*Work task:*
Look for "server" in each line of the entries, and return the matching lines.

*Raw data:*
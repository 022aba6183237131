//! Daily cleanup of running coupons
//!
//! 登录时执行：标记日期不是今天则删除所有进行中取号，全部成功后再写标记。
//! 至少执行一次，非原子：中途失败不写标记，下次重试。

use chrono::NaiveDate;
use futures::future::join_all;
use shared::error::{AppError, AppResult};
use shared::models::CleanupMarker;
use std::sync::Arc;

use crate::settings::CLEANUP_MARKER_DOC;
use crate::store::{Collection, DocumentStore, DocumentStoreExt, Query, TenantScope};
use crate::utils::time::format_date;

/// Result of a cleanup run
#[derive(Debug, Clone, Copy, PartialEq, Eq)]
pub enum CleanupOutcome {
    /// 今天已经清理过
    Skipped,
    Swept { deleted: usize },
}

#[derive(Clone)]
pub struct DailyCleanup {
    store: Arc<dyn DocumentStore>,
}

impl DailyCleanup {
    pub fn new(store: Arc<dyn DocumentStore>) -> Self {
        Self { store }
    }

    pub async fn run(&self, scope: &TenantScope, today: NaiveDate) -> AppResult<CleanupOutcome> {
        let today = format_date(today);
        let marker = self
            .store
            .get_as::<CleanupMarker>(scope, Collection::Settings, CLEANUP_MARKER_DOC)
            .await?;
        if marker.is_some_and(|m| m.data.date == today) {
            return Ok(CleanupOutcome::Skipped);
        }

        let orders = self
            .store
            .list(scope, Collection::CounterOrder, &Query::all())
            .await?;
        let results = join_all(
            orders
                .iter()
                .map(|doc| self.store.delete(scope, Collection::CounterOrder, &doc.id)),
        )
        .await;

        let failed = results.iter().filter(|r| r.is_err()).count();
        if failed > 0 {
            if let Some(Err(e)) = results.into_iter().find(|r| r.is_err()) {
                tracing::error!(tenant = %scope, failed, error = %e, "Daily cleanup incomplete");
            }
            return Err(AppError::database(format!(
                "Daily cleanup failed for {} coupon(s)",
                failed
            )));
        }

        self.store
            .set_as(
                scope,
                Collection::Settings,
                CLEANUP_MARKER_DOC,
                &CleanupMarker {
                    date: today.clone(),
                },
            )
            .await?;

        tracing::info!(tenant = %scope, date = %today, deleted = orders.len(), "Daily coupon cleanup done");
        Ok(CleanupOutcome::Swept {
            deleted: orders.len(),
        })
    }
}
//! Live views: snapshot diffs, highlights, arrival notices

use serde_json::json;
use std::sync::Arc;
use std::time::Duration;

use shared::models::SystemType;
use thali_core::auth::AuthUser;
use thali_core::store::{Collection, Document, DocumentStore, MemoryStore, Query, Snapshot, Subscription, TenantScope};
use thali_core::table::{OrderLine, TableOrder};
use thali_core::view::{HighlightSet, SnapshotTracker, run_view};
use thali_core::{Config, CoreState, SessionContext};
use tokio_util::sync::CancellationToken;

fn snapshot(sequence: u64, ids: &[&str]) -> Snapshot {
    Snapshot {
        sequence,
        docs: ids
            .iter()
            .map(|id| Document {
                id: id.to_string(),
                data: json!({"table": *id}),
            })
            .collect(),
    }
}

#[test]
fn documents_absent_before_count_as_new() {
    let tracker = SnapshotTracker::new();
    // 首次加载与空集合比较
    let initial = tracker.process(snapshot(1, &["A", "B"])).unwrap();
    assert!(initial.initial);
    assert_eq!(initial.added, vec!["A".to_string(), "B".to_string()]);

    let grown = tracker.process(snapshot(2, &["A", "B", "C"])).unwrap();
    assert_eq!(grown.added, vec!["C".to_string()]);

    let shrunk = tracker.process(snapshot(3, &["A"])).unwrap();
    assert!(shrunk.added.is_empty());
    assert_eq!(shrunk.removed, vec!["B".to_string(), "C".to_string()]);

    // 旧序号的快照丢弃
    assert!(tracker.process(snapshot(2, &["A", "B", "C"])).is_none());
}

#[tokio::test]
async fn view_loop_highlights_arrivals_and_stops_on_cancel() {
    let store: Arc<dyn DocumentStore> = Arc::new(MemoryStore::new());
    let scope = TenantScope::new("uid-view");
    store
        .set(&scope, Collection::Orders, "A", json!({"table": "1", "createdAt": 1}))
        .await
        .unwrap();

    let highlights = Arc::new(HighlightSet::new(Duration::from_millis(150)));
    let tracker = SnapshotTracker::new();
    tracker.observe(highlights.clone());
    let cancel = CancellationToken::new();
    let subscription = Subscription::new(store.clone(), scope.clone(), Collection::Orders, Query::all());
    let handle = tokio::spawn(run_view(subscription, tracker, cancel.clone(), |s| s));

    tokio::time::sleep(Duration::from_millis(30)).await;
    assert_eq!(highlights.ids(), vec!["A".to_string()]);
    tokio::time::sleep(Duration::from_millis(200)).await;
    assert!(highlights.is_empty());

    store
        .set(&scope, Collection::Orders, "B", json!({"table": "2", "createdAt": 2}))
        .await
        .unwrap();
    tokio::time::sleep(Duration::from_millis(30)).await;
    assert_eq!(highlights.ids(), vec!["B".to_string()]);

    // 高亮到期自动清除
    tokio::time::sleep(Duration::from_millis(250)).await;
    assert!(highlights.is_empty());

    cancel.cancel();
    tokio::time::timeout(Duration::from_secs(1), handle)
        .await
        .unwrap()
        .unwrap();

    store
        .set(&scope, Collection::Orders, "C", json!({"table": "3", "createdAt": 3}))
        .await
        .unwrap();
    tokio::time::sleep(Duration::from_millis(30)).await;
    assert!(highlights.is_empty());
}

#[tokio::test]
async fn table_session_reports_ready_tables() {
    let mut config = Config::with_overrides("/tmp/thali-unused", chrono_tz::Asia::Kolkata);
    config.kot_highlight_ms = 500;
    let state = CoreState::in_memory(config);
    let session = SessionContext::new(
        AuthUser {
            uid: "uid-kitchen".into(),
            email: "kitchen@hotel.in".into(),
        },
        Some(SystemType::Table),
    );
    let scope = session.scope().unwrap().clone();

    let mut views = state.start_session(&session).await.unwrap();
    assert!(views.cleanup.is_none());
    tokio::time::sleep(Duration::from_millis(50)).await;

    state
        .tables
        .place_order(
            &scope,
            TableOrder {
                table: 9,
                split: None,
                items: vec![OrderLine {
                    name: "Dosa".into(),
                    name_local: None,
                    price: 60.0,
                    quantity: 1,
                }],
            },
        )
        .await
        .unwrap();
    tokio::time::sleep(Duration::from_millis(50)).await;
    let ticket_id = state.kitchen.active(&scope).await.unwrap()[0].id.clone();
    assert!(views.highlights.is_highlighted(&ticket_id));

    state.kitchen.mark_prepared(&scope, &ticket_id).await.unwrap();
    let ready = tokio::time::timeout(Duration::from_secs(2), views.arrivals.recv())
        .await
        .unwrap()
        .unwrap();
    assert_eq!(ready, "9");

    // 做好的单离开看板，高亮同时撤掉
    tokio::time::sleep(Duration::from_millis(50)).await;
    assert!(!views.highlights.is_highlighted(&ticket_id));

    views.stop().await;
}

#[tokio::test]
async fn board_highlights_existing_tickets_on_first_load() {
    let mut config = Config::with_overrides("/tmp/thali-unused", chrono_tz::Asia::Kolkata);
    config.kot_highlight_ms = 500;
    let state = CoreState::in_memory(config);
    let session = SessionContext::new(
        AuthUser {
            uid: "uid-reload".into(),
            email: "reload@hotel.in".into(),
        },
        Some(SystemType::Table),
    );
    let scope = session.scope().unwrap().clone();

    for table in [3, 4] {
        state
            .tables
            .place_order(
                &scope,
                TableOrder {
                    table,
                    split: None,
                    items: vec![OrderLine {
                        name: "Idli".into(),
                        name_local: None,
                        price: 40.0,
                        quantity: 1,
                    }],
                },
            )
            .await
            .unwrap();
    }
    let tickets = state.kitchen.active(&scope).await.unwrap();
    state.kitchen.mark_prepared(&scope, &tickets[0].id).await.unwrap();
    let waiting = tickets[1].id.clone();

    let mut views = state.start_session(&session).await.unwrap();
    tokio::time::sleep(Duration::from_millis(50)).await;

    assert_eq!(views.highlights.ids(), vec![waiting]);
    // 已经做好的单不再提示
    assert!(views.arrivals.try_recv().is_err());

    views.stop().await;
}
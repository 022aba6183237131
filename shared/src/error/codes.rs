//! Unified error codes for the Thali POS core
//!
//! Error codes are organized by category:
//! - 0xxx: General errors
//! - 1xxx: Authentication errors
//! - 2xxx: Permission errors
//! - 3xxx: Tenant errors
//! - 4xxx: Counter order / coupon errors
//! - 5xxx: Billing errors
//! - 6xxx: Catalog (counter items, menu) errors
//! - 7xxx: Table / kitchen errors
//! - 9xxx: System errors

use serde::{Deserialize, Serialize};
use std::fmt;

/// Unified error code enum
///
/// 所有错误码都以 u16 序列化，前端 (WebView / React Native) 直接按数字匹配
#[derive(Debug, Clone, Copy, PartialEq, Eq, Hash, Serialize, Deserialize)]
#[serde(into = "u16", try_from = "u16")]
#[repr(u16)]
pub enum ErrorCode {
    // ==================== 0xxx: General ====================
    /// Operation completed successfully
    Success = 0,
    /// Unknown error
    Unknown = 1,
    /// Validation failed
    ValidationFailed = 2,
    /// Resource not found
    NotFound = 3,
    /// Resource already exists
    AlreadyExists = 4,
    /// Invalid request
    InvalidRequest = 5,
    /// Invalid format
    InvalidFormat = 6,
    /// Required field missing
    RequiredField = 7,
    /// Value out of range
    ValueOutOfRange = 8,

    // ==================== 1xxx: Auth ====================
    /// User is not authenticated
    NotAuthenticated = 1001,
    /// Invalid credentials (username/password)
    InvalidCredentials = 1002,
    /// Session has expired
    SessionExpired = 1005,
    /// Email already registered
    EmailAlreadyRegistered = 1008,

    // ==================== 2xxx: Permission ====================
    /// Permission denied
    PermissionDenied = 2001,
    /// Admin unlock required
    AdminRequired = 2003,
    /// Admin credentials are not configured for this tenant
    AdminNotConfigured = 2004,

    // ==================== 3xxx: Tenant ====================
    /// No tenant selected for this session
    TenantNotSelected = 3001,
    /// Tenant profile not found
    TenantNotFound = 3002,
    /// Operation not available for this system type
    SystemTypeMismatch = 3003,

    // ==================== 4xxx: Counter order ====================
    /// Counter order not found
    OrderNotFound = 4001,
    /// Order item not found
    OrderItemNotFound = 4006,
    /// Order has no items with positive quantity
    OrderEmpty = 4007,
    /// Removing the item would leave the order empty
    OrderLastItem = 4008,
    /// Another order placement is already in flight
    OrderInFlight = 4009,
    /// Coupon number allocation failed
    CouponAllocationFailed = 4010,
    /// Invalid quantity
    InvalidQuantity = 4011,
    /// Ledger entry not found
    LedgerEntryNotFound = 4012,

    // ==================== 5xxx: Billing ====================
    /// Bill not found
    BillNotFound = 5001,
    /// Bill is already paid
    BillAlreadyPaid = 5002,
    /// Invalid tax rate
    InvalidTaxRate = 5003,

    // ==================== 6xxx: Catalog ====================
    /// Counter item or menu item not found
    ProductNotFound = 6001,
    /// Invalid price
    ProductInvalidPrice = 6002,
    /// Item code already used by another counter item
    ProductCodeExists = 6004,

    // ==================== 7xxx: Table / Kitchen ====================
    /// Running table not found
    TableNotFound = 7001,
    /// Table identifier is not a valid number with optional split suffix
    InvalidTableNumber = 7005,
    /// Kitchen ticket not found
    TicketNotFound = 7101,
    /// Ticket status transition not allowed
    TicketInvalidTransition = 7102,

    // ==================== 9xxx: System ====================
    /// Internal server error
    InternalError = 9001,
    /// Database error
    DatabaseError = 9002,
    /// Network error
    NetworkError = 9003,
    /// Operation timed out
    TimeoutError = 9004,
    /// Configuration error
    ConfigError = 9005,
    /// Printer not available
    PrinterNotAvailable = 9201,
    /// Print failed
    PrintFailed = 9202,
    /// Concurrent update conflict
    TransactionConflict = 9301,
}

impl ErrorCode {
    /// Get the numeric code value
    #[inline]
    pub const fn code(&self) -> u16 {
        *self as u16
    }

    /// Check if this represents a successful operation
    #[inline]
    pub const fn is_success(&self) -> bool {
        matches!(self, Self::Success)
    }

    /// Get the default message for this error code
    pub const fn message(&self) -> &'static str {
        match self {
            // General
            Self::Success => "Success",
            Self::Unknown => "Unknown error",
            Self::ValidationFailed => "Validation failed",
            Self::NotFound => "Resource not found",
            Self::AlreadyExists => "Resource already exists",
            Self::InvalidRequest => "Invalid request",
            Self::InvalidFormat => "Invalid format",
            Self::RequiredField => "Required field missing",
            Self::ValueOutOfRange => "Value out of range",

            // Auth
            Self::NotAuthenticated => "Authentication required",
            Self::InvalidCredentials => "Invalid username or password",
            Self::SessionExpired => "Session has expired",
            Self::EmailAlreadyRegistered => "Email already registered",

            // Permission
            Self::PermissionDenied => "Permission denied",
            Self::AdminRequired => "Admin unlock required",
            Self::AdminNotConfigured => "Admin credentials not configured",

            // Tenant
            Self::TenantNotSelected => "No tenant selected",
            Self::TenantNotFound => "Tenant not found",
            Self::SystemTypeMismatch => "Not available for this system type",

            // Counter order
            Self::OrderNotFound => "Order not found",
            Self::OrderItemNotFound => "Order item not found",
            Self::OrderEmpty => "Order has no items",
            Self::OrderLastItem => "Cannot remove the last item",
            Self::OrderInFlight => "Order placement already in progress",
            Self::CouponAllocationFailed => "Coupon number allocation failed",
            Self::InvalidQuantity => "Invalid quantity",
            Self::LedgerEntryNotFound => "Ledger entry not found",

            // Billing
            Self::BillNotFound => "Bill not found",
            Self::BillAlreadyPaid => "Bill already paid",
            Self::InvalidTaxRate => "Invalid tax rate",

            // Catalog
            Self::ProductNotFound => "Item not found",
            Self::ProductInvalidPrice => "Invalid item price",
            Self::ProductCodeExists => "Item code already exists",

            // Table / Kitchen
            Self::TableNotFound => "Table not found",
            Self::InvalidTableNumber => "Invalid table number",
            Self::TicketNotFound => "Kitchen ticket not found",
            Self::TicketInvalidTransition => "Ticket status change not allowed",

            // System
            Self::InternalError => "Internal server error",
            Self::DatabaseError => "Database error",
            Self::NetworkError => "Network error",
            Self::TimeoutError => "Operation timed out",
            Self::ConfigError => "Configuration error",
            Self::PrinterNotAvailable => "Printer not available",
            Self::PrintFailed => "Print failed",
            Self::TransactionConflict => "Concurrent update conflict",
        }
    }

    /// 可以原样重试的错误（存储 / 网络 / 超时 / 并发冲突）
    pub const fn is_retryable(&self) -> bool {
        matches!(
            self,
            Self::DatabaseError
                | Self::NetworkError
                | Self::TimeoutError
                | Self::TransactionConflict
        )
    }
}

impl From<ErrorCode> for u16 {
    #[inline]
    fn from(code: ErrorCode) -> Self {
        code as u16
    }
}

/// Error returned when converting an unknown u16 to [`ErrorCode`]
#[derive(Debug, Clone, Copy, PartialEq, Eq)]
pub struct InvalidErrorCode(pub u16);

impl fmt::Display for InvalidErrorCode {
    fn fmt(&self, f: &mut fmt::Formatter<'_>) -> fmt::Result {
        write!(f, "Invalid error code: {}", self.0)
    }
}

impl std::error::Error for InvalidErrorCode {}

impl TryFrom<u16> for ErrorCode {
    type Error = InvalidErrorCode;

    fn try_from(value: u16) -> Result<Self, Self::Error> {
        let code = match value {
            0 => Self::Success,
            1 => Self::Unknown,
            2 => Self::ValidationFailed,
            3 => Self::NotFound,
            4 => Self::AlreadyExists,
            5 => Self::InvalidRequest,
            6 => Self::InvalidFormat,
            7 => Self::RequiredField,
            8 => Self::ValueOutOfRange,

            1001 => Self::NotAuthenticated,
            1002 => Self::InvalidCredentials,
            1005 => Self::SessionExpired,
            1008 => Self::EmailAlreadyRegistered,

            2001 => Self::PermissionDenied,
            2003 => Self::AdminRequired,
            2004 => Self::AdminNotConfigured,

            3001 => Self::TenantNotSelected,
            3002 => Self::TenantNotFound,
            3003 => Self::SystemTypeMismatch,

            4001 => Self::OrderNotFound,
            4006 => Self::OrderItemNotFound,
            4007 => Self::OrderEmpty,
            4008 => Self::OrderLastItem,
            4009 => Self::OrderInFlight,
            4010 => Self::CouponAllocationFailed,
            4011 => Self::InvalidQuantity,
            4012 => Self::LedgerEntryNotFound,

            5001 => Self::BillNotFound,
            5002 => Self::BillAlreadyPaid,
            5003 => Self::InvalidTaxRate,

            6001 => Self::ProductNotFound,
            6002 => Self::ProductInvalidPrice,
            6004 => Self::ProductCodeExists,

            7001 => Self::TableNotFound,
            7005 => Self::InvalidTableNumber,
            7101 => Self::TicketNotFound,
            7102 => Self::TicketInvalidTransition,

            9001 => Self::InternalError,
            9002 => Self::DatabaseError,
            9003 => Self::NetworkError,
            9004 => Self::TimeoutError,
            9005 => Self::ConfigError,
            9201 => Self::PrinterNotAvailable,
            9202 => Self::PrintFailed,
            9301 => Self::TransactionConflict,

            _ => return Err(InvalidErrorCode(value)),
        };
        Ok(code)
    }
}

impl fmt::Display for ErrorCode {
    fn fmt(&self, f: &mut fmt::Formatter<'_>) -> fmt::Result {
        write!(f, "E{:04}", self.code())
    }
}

*Exercise response:*
    /// Internal server error
            Self::InternalError => "Internal server error",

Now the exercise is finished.